Green Man

Ben Pullar

My neighbor David Geraldson is a Green Man. I found out one night while I was putting the bins out. I wheeled out the main bin, then the recycling bin, then stopped to admire the green stars, the eggnog moon, various constellations. Then I saw a man over the road in a green robe, yellow sandals, carrying a lantern of fire.

‘Hey, Tom!’ he yelled, waving at me. It was David.

‘Oh, hi, Dave, what are you up to?’

‘Oh, nothing,’ he said, walking off down the hill. ‘Take care, mate!’

Well, I didn’t take his word for it of course. David and his wife Edna had been in the street for eighteen months and we hadn’t really got to know them very well. Partly because my wife Jill and I had just had a baby, little Jerry Allen, so we were busy with him. But it had never occurred to me that David was the sort of fellow who would dress in a robe and wander around in thongs.

I made sure the house was locked up. Then I followed him at a distance down the hill, careful not to make myself seen. I have always been good at making myself invisible. Something to do with growing up on a mountain, you understand foliage at night.

After walking three blocks David finally came out onto the main road. I saw him stop at the traffic lights. He got out a brass key from a pocket in his robe. I watched him climb up the pole, unlock the pedestrian light box, crawl inside and shut the door. And then I saw a Green Man flash on.

A few people crossed the road and they had no idea what had just happened. They didn’t notice the vivid bright green light draping the road and the trees and their shoes.

But that was it for me. That was the moment I first realized David was a Green Man.

I went home and told Jill.

‘David from next door is a Green Man,’ I said.

‘What, an environmentalist?’

‘No, a Green Man. Like a walk signal at a traffic light.’

‘David? How does he fit?’

‘I don’t know, with great difficulty I suppose,’ I said. ‘Anyway, that’s him. I saw him. He’s a Green Man.’

‘How weird,’ said Jill.

I thought that too. How weird.

After that I became very interested in talking to David. It was tricky, though, because he mostly kept to himself. My best opportunities were bin nights or in the back garden when he was mowing the lawn or pruning or something.

Of course I could follow him to his traffic light pole any night I wanted, and I did a few times. It started to feel a bit creepy after a bit.

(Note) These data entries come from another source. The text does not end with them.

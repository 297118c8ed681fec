//! Rectangular grid arrangement.

use footing_core::{validate, FootingError, Point3, PostLayout, Result};

/// Positions of `count` posts along one axis of length `size`, inset by
/// `edge_offset` from both ends and centered on zero.
///
/// A single post sits at the center. Otherwise posts run from
/// `-(size/2 - edge_offset)` to `+(size/2 - edge_offset)` inclusive.
pub fn axis_positions(
    name: &str,
    count_name: &str,
    size: f64,
    count: u32,
    edge_offset: f64,
) -> Result<Vec<f64>> {
    validate::positive(name, size)?;
    validate::count(count_name, count)?;
    validate::non_negative("edgeOffset", edge_offset)?;

    if count == 1 {
        return Ok(vec![0.0]);
    }

    let half_span = size / 2.0 - edge_offset;
    if half_span <= 0.0 {
        return Err(FootingError::invalid(
            "edgeOffset",
            format!("inset {edge_offset} leaves no span along {name} of {size}"),
        ));
    }

    let last = (count - 1) as f64;
    Ok((0..count)
        .map(|i| -half_span + 2.0 * half_span * (i as f64 / last))
        .collect())
}

/// Place a `count_x` by `count_z` grid of posts over a `width` by `depth`
/// footprint centered on the origin, all at height `elevation`.
///
/// Order is row-major: z ascending in the outer loop, x ascending within
/// each row.
pub fn compute_rectangular_layout(
    width: f64,
    depth: f64,
    count_x: u32,
    count_z: u32,
    edge_offset: f64,
    elevation: f64,
) -> Result<PostLayout> {
    validate::finite("elevation", elevation)?;
    let xs = axis_positions("width", "countX", width, count_x, edge_offset)?;
    let zs = axis_positions("depth", "countZ", depth, count_z, edge_offset)?;

    let points = zs
        .iter()
        .flat_map(|&z| xs.iter().map(move |&x| Point3::new(x, elevation, z)))
        .collect();

    Ok(PostLayout::new(points))
}

#[cfg(test)]
mod tests {
    use super::*;
    use proptest::prelude::*;

    const EPS: f64 = 1e-9;

    fn distinct(values: impl Iterator<Item = f64>) -> Vec<f64> {
        let mut out: Vec<f64> = Vec::new();
        for v in values {
            if !out.iter().any(|o| (o - v).abs() < EPS) {
                out.push(v);
            }
        }
        out.sort_by(|a, b| a.total_cmp(b));
        out
    }

    #[test]
    fn test_reference_grid() {
        let layout = compute_rectangular_layout(3.0, 2.0, 3, 2, 0.1, 2.25).unwrap();

        assert_eq!(layout.len(), 6);
        let xs = distinct(layout.iter().map(|p| p.x));
        let zs = distinct(layout.iter().map(|p| p.z));
        assert_eq!(xs.len(), 3);
        assert!((xs[0] + 1.4).abs() < EPS);
        assert!(xs[1].abs() < EPS);
        assert!((xs[2] - 1.4).abs() < EPS);
        assert_eq!(zs.len(), 2);
        assert!((zs[0] + 0.9).abs() < EPS);
        assert!((zs[1] - 0.9).abs() < EPS);
        assert!(layout.iter().all(|p| p.y == 2.25));
    }

    #[test]
    fn test_row_major_order() {
        let layout = compute_rectangular_layout(2.0, 2.0, 2, 2, 0.0, 0.0).unwrap();
        let coords: Vec<(f64, f64)> = layout.iter().map(|p| (p.x, p.z)).collect();
        assert_eq!(coords, vec![(-1.0, -1.0), (1.0, -1.0), (-1.0, 1.0), (1.0, 1.0)]);
    }

    #[test]
    fn test_single_count_centers_axis() {
        let layout = compute_rectangular_layout(4.0, 4.0, 1, 3, 0.5, 1.0).unwrap();
        assert!(layout.iter().all(|p| p.x == 0.0));
    }

    #[test]
    fn test_single_count_ignores_span() {
        // inset swallows the width, but a lone post needs no span
        let layout = compute_rectangular_layout(0.2, 4.0, 1, 2, 0.5, 0.0).unwrap();
        assert_eq!(layout.len(), 2);
        assert!(layout.iter().all(|p| p.x == 0.0));
    }

    #[test]
    fn test_non_positive_span_rejected() {
        assert!(compute_rectangular_layout(1.0, 3.0, 2, 2, 0.5, 0.0).is_err());
        assert!(compute_rectangular_layout(1.0, 3.0, 2, 2, 0.6, 0.0).is_err());
    }

    #[test]
    fn test_zero_count_rejected() {
        assert!(compute_rectangular_layout(1.0, 1.0, 0, 2, 0.0, 0.0).is_err());
        assert!(compute_rectangular_layout(1.0, 1.0, 2, 0, 0.0, 0.0).is_err());
    }

    proptest! {
        #[test]
        fn prop_grid_count_and_extrema(
            width in 0.5f64..20.0,
            depth in 0.5f64..20.0,
            count_x in 1u32..12,
            count_z in 1u32..12,
            offset_frac in 0.0f64..0.45,
            elevation in -5.0f64..5.0,
        ) {
            let offset = width.min(depth) * offset_frac;
            let layout = compute_rectangular_layout(width, depth, count_x, count_z, offset, elevation).unwrap();

            prop_assert_eq!(layout.len(), (count_x * count_z) as usize);

            let (min_x, max_x) = layout.extent(|p| p.x).unwrap();
            let (min_z, max_z) = layout.extent(|p| p.z).unwrap();
            let hx = if count_x > 1 { width / 2.0 - offset } else { 0.0 };
            let hz = if count_z > 1 { depth / 2.0 - offset } else { 0.0 };
            prop_assert!((min_x + hx).abs() < EPS && (max_x - hx).abs() < EPS);
            prop_assert!((min_z + hz).abs() < EPS && (max_z - hz).abs() < EPS);
            prop_assert!(layout.iter().all(|p| p.y == elevation));
        }
    }
}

Also it was winter, and I didn’t want to get a cold and pass it on to little Jerry Allen or anything.

Two nights after seeing David climb that traffic pole, I was braising a chicken in the kitchen when I saw him out in his garden working the sprinkler. I ran out to talk to him. With the chicken. Possibly a foolish thing to do but I didn’t want to miss the opportunity to chat. I ran up to the fence. I waved at him.

‘Hey, dude, what you up to?’

‘Lawn sprinkler,’ he said.

‘Yeah, great. Got to keep the back garden green in this drought, for sure.’

‘Been dry,’ he said.

‘Hard to keep the grass green at the best of times,’ I suggested. ‘That nice green colour. I like it like that. Greenish hue. Important. Green.’

He looked at me oddly. ‘Yeah,’ he said.

‘Do you like that colour?’

‘Pardon?’

‘Green. Do you like it?’

‘Sure,’ he said.

And I knew I had gone too far. Not sure how, just a talent I have always had, an ability to understand when I have overreached. I had to back away a bit.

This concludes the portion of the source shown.